Where a line below includes the word "IdConflict", copy that line.
######
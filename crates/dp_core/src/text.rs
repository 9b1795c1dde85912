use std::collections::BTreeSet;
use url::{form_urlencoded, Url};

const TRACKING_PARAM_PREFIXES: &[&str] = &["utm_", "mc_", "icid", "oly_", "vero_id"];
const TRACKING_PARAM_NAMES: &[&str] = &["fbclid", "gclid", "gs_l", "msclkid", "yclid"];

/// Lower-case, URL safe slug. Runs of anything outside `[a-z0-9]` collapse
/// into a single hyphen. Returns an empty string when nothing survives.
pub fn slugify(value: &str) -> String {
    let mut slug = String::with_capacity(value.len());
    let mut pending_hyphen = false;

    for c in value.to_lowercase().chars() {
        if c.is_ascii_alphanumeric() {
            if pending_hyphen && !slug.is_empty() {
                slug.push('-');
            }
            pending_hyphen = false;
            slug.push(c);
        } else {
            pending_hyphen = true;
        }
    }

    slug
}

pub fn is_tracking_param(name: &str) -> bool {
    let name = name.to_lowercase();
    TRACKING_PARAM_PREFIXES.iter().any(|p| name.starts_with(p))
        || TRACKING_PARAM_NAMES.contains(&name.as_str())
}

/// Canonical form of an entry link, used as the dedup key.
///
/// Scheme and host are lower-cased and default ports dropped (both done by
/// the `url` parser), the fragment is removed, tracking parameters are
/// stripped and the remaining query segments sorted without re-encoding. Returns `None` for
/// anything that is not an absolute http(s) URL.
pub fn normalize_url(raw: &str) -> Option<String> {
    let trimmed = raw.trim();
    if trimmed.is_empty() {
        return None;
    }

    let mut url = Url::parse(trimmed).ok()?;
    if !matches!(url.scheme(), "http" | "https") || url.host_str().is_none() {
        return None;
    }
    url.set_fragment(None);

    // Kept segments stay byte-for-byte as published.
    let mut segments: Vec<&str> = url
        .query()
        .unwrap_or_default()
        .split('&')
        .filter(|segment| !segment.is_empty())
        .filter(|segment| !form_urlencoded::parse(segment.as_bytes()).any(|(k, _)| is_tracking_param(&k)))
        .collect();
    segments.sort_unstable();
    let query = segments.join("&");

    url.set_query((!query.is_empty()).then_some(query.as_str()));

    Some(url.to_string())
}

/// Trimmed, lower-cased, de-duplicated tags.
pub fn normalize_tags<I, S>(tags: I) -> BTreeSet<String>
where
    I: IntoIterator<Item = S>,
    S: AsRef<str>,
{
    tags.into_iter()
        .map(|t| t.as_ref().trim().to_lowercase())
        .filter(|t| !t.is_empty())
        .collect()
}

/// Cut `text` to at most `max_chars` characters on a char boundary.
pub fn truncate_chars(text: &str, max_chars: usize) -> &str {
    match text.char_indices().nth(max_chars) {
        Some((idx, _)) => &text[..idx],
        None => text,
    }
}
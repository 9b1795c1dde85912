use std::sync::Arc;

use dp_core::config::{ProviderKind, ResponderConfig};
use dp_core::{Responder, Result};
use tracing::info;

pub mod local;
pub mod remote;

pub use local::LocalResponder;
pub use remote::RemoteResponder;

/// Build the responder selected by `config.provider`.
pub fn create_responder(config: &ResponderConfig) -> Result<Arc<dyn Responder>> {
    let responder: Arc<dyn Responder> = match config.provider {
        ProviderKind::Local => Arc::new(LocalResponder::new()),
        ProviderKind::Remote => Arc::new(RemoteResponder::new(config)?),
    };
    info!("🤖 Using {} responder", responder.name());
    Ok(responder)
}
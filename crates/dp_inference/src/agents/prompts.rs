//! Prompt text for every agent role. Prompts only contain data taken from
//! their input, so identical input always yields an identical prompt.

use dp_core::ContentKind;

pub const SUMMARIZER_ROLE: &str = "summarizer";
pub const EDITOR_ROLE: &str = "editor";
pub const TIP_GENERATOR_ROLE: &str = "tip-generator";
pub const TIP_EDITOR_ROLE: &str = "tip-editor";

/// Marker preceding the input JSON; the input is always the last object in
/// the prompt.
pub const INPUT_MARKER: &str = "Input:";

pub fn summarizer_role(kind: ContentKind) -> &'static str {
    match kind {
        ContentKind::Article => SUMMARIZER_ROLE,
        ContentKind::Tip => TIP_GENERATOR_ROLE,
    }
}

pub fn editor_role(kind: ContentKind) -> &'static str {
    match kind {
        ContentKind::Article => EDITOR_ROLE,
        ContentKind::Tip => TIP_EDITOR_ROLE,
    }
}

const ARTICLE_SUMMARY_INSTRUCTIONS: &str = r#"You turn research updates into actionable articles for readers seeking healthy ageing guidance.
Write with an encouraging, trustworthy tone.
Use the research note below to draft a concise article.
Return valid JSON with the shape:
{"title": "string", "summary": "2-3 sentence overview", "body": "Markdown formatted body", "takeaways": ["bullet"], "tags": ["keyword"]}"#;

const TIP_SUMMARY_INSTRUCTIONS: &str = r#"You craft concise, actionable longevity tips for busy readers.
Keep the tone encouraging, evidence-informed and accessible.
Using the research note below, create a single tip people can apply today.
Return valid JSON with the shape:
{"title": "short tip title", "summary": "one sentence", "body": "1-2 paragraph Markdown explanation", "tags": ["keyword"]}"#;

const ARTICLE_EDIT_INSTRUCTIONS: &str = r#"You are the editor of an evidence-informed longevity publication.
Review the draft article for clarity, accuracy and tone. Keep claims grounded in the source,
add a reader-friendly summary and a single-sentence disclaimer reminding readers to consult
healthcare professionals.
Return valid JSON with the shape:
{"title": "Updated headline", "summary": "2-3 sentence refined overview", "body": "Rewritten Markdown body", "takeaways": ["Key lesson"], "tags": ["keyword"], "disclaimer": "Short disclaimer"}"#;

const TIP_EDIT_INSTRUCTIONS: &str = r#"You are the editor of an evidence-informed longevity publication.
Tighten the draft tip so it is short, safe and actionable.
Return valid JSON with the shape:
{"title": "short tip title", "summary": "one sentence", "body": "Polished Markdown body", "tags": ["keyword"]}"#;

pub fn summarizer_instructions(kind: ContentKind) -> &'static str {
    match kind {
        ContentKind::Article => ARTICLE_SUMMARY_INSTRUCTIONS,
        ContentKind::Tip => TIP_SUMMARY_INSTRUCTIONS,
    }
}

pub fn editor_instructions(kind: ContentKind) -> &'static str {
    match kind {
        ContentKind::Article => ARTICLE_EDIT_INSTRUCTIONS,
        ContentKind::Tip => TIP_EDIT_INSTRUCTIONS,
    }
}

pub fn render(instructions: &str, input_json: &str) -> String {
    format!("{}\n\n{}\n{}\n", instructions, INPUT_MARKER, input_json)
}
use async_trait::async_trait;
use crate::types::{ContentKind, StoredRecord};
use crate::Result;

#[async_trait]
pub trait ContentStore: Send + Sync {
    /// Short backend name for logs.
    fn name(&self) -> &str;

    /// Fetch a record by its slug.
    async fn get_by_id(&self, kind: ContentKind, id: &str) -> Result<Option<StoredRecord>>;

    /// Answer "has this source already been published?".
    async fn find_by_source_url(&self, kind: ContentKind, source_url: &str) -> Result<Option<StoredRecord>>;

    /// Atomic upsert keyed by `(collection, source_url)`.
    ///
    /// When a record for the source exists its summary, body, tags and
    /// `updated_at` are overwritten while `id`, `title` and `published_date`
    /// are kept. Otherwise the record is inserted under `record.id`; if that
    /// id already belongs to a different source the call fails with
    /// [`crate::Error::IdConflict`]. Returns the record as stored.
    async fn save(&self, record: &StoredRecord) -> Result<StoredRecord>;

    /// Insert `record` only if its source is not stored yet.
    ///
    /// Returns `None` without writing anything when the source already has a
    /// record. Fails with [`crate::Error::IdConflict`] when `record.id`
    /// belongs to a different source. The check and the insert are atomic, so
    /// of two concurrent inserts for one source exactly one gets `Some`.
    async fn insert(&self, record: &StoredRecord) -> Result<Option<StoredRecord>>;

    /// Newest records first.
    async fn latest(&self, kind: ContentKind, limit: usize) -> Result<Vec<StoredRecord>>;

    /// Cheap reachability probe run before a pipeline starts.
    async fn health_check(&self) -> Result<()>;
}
######
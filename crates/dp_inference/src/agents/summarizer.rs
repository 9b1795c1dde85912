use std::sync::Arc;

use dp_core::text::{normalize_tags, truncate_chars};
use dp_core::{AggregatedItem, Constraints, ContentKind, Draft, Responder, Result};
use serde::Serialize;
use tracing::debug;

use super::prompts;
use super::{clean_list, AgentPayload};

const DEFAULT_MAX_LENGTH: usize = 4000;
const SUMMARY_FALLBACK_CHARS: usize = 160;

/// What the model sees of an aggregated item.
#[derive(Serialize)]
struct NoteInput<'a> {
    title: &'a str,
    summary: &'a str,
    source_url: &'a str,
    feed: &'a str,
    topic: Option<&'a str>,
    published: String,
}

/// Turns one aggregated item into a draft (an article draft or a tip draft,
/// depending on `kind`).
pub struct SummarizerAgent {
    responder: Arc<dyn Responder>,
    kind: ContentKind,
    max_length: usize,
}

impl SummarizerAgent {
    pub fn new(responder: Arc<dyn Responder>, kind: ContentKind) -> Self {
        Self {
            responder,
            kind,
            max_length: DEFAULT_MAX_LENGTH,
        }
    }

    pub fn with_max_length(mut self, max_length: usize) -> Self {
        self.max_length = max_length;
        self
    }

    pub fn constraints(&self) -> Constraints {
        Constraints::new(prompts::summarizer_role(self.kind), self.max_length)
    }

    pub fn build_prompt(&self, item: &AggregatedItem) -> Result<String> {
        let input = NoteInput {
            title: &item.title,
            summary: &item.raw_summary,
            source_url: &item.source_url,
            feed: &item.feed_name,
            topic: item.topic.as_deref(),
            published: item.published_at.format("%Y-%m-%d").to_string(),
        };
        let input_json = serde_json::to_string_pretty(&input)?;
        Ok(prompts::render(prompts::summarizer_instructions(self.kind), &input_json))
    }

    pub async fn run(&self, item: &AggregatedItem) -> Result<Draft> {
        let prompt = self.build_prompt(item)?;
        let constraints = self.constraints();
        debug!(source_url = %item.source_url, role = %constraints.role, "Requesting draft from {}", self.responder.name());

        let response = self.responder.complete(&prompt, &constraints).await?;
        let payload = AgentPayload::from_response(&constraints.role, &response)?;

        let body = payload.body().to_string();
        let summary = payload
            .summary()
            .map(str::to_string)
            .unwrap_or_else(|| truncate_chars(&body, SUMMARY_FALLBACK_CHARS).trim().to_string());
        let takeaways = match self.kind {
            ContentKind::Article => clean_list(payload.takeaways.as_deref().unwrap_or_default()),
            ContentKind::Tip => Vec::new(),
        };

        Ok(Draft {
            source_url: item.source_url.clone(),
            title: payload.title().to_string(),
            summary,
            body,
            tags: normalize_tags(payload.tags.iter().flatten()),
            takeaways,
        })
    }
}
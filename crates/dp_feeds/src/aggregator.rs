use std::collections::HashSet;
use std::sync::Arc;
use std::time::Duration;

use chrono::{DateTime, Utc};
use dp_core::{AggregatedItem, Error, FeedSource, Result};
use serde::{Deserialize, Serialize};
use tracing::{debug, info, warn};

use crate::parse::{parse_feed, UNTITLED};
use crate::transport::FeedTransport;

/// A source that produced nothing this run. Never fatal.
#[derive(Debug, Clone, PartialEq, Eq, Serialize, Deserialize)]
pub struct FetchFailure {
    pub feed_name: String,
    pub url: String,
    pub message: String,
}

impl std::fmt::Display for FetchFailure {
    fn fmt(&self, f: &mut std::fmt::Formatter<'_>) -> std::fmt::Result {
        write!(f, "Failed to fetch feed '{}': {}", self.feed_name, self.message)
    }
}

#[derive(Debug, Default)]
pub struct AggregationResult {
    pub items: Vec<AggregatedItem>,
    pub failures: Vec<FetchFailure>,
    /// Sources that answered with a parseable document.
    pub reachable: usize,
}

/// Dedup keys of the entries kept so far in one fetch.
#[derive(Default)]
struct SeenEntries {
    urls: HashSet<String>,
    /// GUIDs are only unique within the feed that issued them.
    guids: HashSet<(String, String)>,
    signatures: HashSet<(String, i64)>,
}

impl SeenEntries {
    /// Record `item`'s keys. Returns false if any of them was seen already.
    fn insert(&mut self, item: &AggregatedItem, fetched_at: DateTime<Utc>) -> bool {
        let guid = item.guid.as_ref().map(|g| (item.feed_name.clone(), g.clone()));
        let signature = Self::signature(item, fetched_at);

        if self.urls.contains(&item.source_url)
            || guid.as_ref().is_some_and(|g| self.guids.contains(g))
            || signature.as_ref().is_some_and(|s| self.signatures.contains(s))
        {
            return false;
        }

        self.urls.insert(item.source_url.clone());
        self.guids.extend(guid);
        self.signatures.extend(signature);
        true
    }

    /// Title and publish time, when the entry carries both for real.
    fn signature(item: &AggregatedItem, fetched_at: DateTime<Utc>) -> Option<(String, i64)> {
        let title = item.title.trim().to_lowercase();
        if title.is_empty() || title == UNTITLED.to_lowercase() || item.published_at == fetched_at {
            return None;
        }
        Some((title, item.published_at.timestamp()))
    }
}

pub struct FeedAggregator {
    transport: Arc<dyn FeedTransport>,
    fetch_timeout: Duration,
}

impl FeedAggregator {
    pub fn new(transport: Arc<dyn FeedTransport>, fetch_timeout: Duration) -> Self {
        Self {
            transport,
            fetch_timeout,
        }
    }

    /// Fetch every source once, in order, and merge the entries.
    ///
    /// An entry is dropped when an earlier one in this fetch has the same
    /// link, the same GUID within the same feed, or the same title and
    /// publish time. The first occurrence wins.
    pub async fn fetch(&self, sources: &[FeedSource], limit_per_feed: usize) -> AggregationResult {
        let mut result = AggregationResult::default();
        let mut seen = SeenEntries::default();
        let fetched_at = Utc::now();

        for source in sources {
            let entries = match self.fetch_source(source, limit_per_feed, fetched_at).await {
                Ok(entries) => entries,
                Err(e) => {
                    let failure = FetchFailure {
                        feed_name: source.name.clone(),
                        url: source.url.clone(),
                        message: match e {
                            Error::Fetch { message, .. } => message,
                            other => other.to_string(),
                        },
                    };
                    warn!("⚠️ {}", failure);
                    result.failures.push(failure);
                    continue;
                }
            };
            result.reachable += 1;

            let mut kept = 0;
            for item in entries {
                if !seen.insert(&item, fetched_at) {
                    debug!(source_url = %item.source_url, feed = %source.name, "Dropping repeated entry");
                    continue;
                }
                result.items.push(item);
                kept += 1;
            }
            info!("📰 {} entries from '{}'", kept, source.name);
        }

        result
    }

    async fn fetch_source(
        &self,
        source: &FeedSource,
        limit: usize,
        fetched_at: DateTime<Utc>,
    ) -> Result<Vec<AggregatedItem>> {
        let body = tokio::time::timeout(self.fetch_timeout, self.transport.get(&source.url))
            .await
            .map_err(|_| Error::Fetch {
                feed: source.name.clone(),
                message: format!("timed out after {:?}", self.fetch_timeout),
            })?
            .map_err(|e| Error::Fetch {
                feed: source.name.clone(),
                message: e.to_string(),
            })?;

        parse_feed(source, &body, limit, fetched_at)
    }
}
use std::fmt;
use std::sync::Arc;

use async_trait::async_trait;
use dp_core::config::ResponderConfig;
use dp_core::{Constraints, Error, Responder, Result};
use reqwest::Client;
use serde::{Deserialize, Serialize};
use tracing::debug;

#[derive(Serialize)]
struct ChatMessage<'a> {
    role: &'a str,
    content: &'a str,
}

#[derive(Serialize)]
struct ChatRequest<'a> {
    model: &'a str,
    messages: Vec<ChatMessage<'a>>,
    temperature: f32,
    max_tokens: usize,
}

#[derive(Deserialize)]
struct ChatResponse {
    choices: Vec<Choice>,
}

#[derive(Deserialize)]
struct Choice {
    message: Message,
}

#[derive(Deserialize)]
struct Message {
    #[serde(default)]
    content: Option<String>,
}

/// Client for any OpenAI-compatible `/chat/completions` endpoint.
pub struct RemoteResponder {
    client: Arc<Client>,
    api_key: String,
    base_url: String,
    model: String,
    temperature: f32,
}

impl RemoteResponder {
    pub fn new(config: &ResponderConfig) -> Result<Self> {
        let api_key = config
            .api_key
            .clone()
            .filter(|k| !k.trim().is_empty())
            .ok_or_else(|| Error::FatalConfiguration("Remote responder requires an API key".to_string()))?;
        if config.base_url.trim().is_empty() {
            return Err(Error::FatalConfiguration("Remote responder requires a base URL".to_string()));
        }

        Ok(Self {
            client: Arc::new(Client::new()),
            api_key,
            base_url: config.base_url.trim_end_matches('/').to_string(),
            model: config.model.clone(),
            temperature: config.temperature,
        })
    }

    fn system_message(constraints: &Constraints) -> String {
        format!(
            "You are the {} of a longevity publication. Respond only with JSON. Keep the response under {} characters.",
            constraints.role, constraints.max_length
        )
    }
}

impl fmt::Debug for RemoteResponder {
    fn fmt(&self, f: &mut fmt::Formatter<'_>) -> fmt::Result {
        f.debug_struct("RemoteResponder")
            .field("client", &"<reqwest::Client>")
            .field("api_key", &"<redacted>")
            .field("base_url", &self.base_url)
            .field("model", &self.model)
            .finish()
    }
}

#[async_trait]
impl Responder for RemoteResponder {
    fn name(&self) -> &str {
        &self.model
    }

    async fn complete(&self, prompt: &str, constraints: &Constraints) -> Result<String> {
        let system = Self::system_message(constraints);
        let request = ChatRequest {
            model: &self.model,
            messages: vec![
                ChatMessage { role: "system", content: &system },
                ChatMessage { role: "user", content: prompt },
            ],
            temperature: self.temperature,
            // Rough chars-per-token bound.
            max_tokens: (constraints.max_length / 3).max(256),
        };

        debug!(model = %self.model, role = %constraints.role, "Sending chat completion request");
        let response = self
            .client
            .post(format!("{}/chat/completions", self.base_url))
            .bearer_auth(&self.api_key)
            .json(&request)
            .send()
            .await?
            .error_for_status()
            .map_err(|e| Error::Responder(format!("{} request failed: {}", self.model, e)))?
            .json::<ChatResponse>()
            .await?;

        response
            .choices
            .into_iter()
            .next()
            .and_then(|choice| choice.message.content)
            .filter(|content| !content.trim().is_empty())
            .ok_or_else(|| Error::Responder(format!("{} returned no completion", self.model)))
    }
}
######
→ **The completed task**:
    /// [`crate::Error::IdConflict`]. Returns the record as stored.
    /// record. Fails with [`crate::Error::IdConflict`] when `record.id`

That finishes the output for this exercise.